Cresceu também a população indígena, segundo IBGE

Nos últimos seis anos, aumentou o número de etnias indígenas no Brasil. Passou de 216 para 225 - um mosaico de sociedades que falam cerca de 180 línguas. Cresceu também a população indígena, segundo o Instituto Brasileiro de Geografia e Estatística (IBGE): em 1991, o censo indicava 294 mil índios; em 2000 esse número pulou para 734 mil, ou seja, um salto de 150%. Atualmente, a população indígena cresce quatro vezes mais do que a branca, de acordo também com o IBGE.

Essas informações estão no décimo volume da série Povos Indígenas no Brasil – 2001/2005, lançado no final do ano passado pelo Instituto Socioambiental (ISA), entidade não governamental que defende bens e direitos sociais relativos ao meio ambiente, ao patrimônio cultural, aos direitos humanos e aos povos.

Segundo o historiador e antropólogo José Maurício Arruti, professor da Universidade Federal Fluminense (UFF) e membro do Museu Nacional (RJ), o aumento no número de povos tem relação com o processo de retomada e construção de identidade de grupos sociais que reclamam a condição de indígenas (também denominados "resistentes" ou "ressurgidos").

Isso explica, de acordo com ele, o surgimento de nove etnias nos últimos anos, incorporadas a partir de informações básicas a respeito da autodeterminação, localização, população e, principalmente, a manifestação de vontade do próprio povo.

"O que aconteceu foi que, no final do século 19, principalmente no Nordeste, uma série de áreas indígenas foram tomadas pelo Estado brasileiro, e as populações, decretadas como nacionais. Entretanto, elas foram extintas no papel, oficialmente, apesar de não terem sido eliminadas fisicamente ou dizimadas do ponto de vista cultural", explica Arruti.

Com a criação, no início do século 20, do Serviço de Proteção ao Índio (SPI), que depois se transformaria na Fundação Nacional do Índio (Funai), esses povos "oficialmente" extintos começaram a lutar para serem reconhecidos como grupos indígenas, sobretudo a partir dos anos 20 e 30 no Nordeste. "Isso caracteriza um primeiro momento do ressurgimento de um grupo étnico", sublinha o historiador.

Na antropologia, explica ele, esse "ressurgimento" é chamado de etnogênese. "Desde os anos de 1970, mas em especial nos últimos cinco anos, tais etnogêneses vêm se multiplicando de forma surpreendente para qualquer observador, leigo ou especialista", escreveu ele no estudo do ISA. Nesse período, Arruti localiza demandas de 50 grupos pelo reconhecimento como indígenas, especialmente no Norte e Nordeste (22 no Ceará e sete no Pará, por exemplo).

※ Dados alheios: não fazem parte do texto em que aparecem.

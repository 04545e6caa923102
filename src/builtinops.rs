//! Built-in operations registry.
//!
//! Every primitive is a plain function with the [`BuiltinFn`] signature, listed once in
//! a static registry. The evaluator binds each registry entry into the global frame
//! under its name, so builtins are ordinary values that can be passed around,
//! stored and partially shadowed like any other binding.
//!
//! ```text
//! (+ 1 2 3)            ; arithmetic, also as add sub mul div
//! (head {1 2 3})       ; list operations on Q-expressions
//! (def {x y} 1 2)      ; definitions in the global frame
//! (\ {a b} {+ a b})    ; closures
//! ```
//!
//! ## Error Handling
//!
//! Builtins validate argument count and types before acting and return an error
//! value on violation. Arguments are owned by the builtin and dropped on every path,
//! including the failing ones.
//!
//! ## Adding New Operations
//!
//! 1. **Implement the function** with the signature `fn(&Evaluator, &Environment, Vec<Value>) -> Value`
//! 2. **Add it to `BUILTIN_OPS`** under the symbol it should be bound to
//! 3. **Add tests** covering the success path and each validation failure

use crate::environment::Environment;
use crate::evaluator::Evaluator;
use crate::value::{Builtin, BuiltinFn, Closure, VARIADIC_MARKER, Value};
use crate::{ErrorKind, LispError};
use std::collections::HashMap;
use std::sync::LazyLock;

//
// Validation helpers
//

fn check_count(name: &str, args: &[Value], expected: usize) -> Result<(), LispError> {
    if args.len() == expected {
        Ok(())
    } else {
        Err(LispError::argument_count(name, args.len(), expected))
    }
}

fn into_qexpr_cells(name: &str, index: usize, value: Value) -> Result<Vec<Value>, LispError> {
    match value {
        Value::QExpr(cells) => Ok(cells),
        other => Err(LispError::argument_type(
            name,
            index,
            other.type_name(),
            "Q-Expression",
        )),
    }
}

/// Exactly one Q-expression argument, returned as its cells
fn single_qexpr(name: &str, args: Vec<Value>) -> Result<Vec<Value>, LispError> {
    check_count(name, &args, 1)?;
    let mut args = args.into_iter();
    match args.next() {
        Some(arg) => into_qexpr_cells(name, 0, arg),
        None => Err(LispError::argument_count(name, 0, 1)),
    }
}

fn non_empty(name: &str, cells: Vec<Value>) -> Result<Vec<Value>, LispError> {
    if cells.is_empty() {
        Err(LispError::empty_list(name))
    } else {
        Ok(cells)
    }
}

/// Unwrap a Q-expression of symbols into their names
fn symbol_names(
    cells: Vec<Value>,
    non_symbol: impl Fn(&Value) -> LispError,
) -> Result<Vec<String>, LispError> {
    cells
        .into_iter()
        .map(|cell| match cell {
            Value::Symbol(name) => Ok(name),
            other => Err(non_symbol(&other)),
        })
        .collect()
}

/// A `&` marker must be followed by exactly one symbol, and nothing after it
pub(crate) fn validate_formals(formals: &[String]) -> Result<(), LispError> {
    match formals.iter().position(|f| f == VARIADIC_MARKER) {
        Some(pos) if formals.len() != pos + 2 || formals[pos + 1] == VARIADIC_MARKER => {
            Err(LispError::invalid_formals())
        }
        _ => Ok(()),
    }
}

//
// Arithmetic
//

#[derive(Debug, Clone, Copy, PartialEq, Eq)]
enum NumOp {
    Add,
    Sub,
    Mul,
    Div,
    Rem,
    Pow,
    Min,
    Max,
}

#[expect(clippy::cast_precision_loss)]
fn apply_numeric(name: &str, op: NumOp, x: Value, y: Value) -> Result<Value, LispError> {
    let (a, b) = match (x, y) {
        (Value::Int(a), Value::Int(b)) => return apply_int(name, op, a, b),
        (Value::Int(a), Value::Float(b)) => (a as f64, b),
        (Value::Float(a), Value::Int(b)) => (a, b as f64),
        (Value::Float(a), Value::Float(b)) => (a, b),
        (x, y) => {
            let bad = if x.is_number() { y } else { x };
            return Err(LispError::new(
                ErrorKind::ArgumentType,
                format!("Function '{name}' cannot operate on {}.", bad.type_name()),
            ));
        }
    };
    apply_float(op, a, b)
}

#[expect(clippy::cast_precision_loss)]
fn apply_int(name: &str, op: NumOp, a: i64, b: i64) -> Result<Value, LispError> {
    let result = match op {
        NumOp::Add => a.checked_add(b),
        NumOp::Sub => a.checked_sub(b),
        NumOp::Mul => a.checked_mul(b),
        NumOp::Div | NumOp::Rem if b == 0 => return Err(LispError::division_by_zero()),
        NumOp::Div => a.checked_div(b),
        NumOp::Rem => a.checked_rem(b),
        // Negative exponents leave the integers
        NumOp::Pow if b < 0 => return Ok(Value::Float((a as f64).powf(b as f64))),
        NumOp::Pow => match (a, u32::try_from(b)) {
            (_, Ok(exp)) => a.checked_pow(exp),
            // Exponents past u32 still have exact results for these bases
            (0 | 1, Err(_)) => Some(a),
            (-1, Err(_)) => Some(if b % 2 == 0 { 1 } else { -1 }),
            _ => None,
        },
        NumOp::Min => Some(a.min(b)),
        NumOp::Max => Some(a.max(b)),
    };
    result
        .map(Value::Int)
        .ok_or_else(|| LispError::integer_overflow(name))
}

fn apply_float(op: NumOp, a: f64, b: f64) -> Result<Value, LispError> {
    let result = match op {
        NumOp::Add => a + b,
        NumOp::Sub => a - b,
        NumOp::Mul => a * b,
        NumOp::Div if b == 0.0 => return Err(LispError::division_by_zero()),
        NumOp::Div => a / b,
        NumOp::Rem => return Err(LispError::non_integer_modulo()),
        NumOp::Pow => a.powf(b),
        NumOp::Min => a.min(b),
        NumOp::Max => a.max(b),
    };
    Ok(Value::Float(result))
}

fn negate(name: &str, x: Value) -> Result<Value, LispError> {
    match x {
        Value::Int(n) => n
            .checked_neg()
            .map(Value::Int)
            .ok_or_else(|| LispError::integer_overflow(name)),
        Value::Float(x) => Ok(Value::Float(-x)),
        other => Err(LispError::argument_type(name, 0, other.type_name(), "Number")),
    }
}

/// Left fold over numeric arguments; unary subtraction negates
fn fold_numbers(name: &str, op: NumOp, args: Vec<Value>) -> Result<Value, LispError> {
    if let Some((index, bad)) = args.iter().enumerate().find(|(_, arg)| !arg.is_number()) {
        return Err(LispError::argument_type(name, index, bad.type_name(), "Number"));
    }

    let mut args = args.into_iter().peekable();
    let Some(first) = args.next() else {
        return Err(LispError::argument_count(name, 0, 1));
    };

    if op == NumOp::Sub && args.peek().is_none() {
        return negate(name, first);
    }

    args.try_fold(first, |acc, y| apply_numeric(name, op, acc, y))
}

// Macro to generate the arithmetic builtins and their aliases
macro_rules! arithmetic_builtin {
    ($name:ident, $symbol:expr, $op:expr) => {
        fn $name(_: &Evaluator, _: &Environment, args: Vec<Value>) -> Value {
            fold_numbers($symbol, $op, args).unwrap_or_else(Value::from)
        }
    };
}

arithmetic_builtin!(builtin_add, "+", NumOp::Add);
arithmetic_builtin!(builtin_sub, "-", NumOp::Sub);
arithmetic_builtin!(builtin_mul, "*", NumOp::Mul);
arithmetic_builtin!(builtin_div, "/", NumOp::Div);
arithmetic_builtin!(builtin_rem, "%", NumOp::Rem);
arithmetic_builtin!(builtin_pow, "pow", NumOp::Pow);
arithmetic_builtin!(builtin_min, "min", NumOp::Min);
arithmetic_builtin!(builtin_max, "max", NumOp::Max);
arithmetic_builtin!(builtin_add_named, "add", NumOp::Add);
arithmetic_builtin!(builtin_sub_named, "sub", NumOp::Sub);
arithmetic_builtin!(builtin_mul_named, "mul", NumOp::Mul);
arithmetic_builtin!(builtin_div_named, "div", NumOp::Div);

//
// List operations
//

/// Relabel the argument S-expression as a Q-expression
fn builtin_list(_: &Evaluator, _: &Environment, args: Vec<Value>) -> Value {
    Value::QExpr(args)
}

fn builtin_head(_: &Evaluator, _: &Environment, args: Vec<Value>) -> Value {
    single_qexpr("head", args)
        .and_then(|cells| non_empty("head", cells))
        .map(|mut cells| {
            cells.truncate(1);
            Value::QExpr(cells)
        })
        .unwrap_or_else(Value::from)
}

fn builtin_tail(_: &Evaluator, _: &Environment, args: Vec<Value>) -> Value {
    single_qexpr("tail", args)
        .and_then(|cells| non_empty("tail", cells))
        .map(|mut cells| {
            cells.remove(0);
            Value::QExpr(cells)
        })
        .unwrap_or_else(Value::from)
}

fn builtin_init(_: &Evaluator, _: &Environment, args: Vec<Value>) -> Value {
    single_qexpr("init", args)
        .and_then(|cells| non_empty("init", cells))
        .map(|mut cells| {
            cells.pop();
            Value::QExpr(cells)
        })
        .unwrap_or_else(Value::from)
}

/// Relabel the Q-expression as an S-expression and evaluate it in the calling frame
fn builtin_eval(evaluator: &Evaluator, env: &Environment, args: Vec<Value>) -> Value {
    match single_qexpr("eval", args) {
        Ok(cells) => evaluator.eval(env, Value::SExpr(cells)),
        Err(e) => e.into(),
    }
}

fn builtin_join(_: &Evaluator, _: &Environment, args: Vec<Value>) -> Value {
    if args.is_empty() {
        return LispError::argument_count("join", 0, 1).into();
    }

    let mut joined = Vec::new();
    for (index, arg) in args.into_iter().enumerate() {
        match into_qexpr_cells("join", index, arg) {
            Ok(cells) => joined.extend(cells),
            Err(e) => return e.into(),
        }
    }
    Value::QExpr(joined)
}

fn builtin_cons(_: &Evaluator, _: &Environment, args: Vec<Value>) -> Value {
    if let Err(e) = check_count("cons", &args, 2) {
        return e.into();
    }

    let mut args = args.into_iter();
    match (args.next(), args.next()) {
        (Some(first), Some(list)) => match into_qexpr_cells("cons", 1, list) {
            Ok(mut cells) => {
                cells.insert(0, first);
                Value::QExpr(cells)
            }
            Err(e) => e.into(),
        },
        _ => LispError::argument_count("cons", 0, 2).into(),
    }
}

//
// Definitions
//

#[derive(Debug, Clone, Copy, PartialEq, Eq)]
enum Scope {
    Global,
    Local,
}

/// Shared body of `def` and `=`: a Q-expression of symbols followed by one value each
fn bind_symbols(
    evaluator: &Evaluator,
    env: &Environment,
    name: &str,
    scope: Scope,
    args: Vec<Value>,
) -> Result<Value, LispError> {
    let mut args = args.into_iter();
    let Some(first) = args.next() else {
        return Err(LispError::argument_count(name, 0, 1));
    };

    let cells = into_qexpr_cells(name, 0, first)?;
    let symbols = symbol_names(cells, |other| {
        LispError::new(
            ErrorKind::ArgumentType,
            format!(
                "Function '{name}' cannot define non-symbol. Got {}, Expected Symbol.",
                other.type_name()
            ),
        )
    })?;

    let values: Vec<Value> = args.collect();
    if symbols.len() != values.len() {
        return Err(LispError::new(
            ErrorKind::ArgumentCount,
            format!(
                "Function '{name}' passed incorrect number of values to symbols. Got {}, Expected {}.",
                values.len(),
                symbols.len()
            ),
        ));
    }

    for (symbol, value) in symbols.iter().zip(values) {
        match scope {
            Scope::Global => evaluator.define(symbol, value),
            Scope::Local => env.put(symbol, value),
        }
    }
    Ok(Value::sexpr())
}

fn builtin_def(evaluator: &Evaluator, env: &Environment, args: Vec<Value>) -> Value {
    bind_symbols(evaluator, env, "def", Scope::Global, args).unwrap_or_else(Value::from)
}

fn builtin_put(evaluator: &Evaluator, env: &Environment, args: Vec<Value>) -> Value {
    bind_symbols(evaluator, env, "=", Scope::Local, args).unwrap_or_else(Value::from)
}

fn make_closure(env: &Environment, args: Vec<Value>) -> Result<Value, LispError> {
    check_count("\\", &args, 2)?;
    let mut args = args.into_iter();
    let (Some(formals), Some(body)) = (args.next(), args.next()) else {
        return Err(LispError::argument_count("\\", 0, 2));
    };

    let formals = into_qexpr_cells("\\", 0, formals)?;
    let body = into_qexpr_cells("\\", 1, body)?;
    let formals = symbol_names(formals, |other| {
        LispError::new(
            ErrorKind::ArgumentType,
            format!(
                "Cannot define non-symbol. Got {}, Expected Symbol.",
                other.type_name()
            ),
        )
    })?;
    validate_formals(&formals)?;

    Ok(Closure {
        formals,
        body,
        env: Environment::child(env),
    }
    .into())
}

fn builtin_lambda(_: &Evaluator, env: &Environment, args: Vec<Value>) -> Value {
    make_closure(env, args).unwrap_or_else(Value::from)
}

/// Global registry of all built-in operations
static BUILTIN_OPS: &[Builtin] = &[
    // Arithmetic operations
    builtin("+", builtin_add),
    builtin("-", builtin_sub),
    builtin("*", builtin_mul),
    builtin("/", builtin_div),
    builtin("%", builtin_rem),
    builtin("pow", builtin_pow),
    builtin("min", builtin_min),
    builtin("max", builtin_max),
    builtin("add", builtin_add_named),
    builtin("sub", builtin_sub_named),
    builtin("mul", builtin_mul_named),
    builtin("div", builtin_div_named),
    // List operations
    builtin("list", builtin_list),
    builtin("head", builtin_head),
    builtin("tail", builtin_tail),
    builtin("eval", builtin_eval),
    builtin("join", builtin_join),
    builtin("init", builtin_init),
    builtin("cons", builtin_cons),
    // Definitions
    builtin("def", builtin_def),
    builtin("=", builtin_put),
    builtin("\\", builtin_lambda),
];

const fn builtin(name: &'static str, func: BuiltinFn) -> Builtin {
    Builtin { name, func }
}

/// Lazy static map from name to registry entry (use find_builtin)
static BUILTIN_INDEX: LazyLock<HashMap<&'static str, &'static Builtin>> =
    LazyLock::new(|| BUILTIN_OPS.iter().map(|op| (op.name, op)).collect());

/// All builtin operations, in registration order
pub fn builtin_ops() -> &'static [Builtin] {
    BUILTIN_OPS
}

/// Find a builtin operation by the symbol it is bound to
pub fn find_builtin(name: &str) -> Option<&'static Builtin> {
    BUILTIN_INDEX.get(name).copied()
}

Em 2003, o Brasil ratificou a Convenção 169 da Organização Internacional do Trabalho (OIT), sobre "Povos Indígenas e Tribais em países Independentes". O texto é de 1989 e traz referências aos direitos ambientais, humanos e étnicos.

Assim, determinados acordos internacionais passaram a valer como leis nacionais, explica ele. Um dos artigos da convenção, afirma Arruti, determina que os países abandonem a política de assimilação para adotar uma política de reconhecimento pleno das diferenças culturais e étnicas, e que aceitem a autonomia de organização desses grupos.

"O Estado passa, então, a adotar uma postura de respeito pela diferença, e deixa de ser soberano classificador de quem é o quê. Com a ratificação da 169 pelo Brasil, são os povos étnicos que definem sua identidade", pontua o antropólogo.

Segundo ele, a partir daí, alguns grupos conseguiram recuperar ou afirmar essa identificação por meio da ritualidade ou da religiosidade ligadas a uma ancestralidade indígena Outros afirmaram essa identidade pela presença em determinado território, ou a partir de reações discriminatórias de outros grupos, o que fortaleceria a identidade desse povo. Tudo isso, conclui Arruti, tem ajudado no aumento do número de povos indígenas no país.

No âmbito administrativo, Arruti lembra que a mudança fundamental ensejada pela Convenção 169 foi o abandono dos chamados "laudos periciais antropológicos" para verificar se um grupo poderia ser reconhecido como indígena ou não. "Mas com a ratificação da convenção, o Estado brasileiro finalmente abdicou formal e teoricamente dessa sua prerrogativa com relação ao poder de classificar sua população", escreveu ele no documento do ISA."

Arruti alerta que os povos "resistentes" não podem ser considerados "menos índios" do que os demais, especialmente em relação a sua demanda por políticas públicas. Ele lembra que esse fenômeno acontece por toda a América Latina.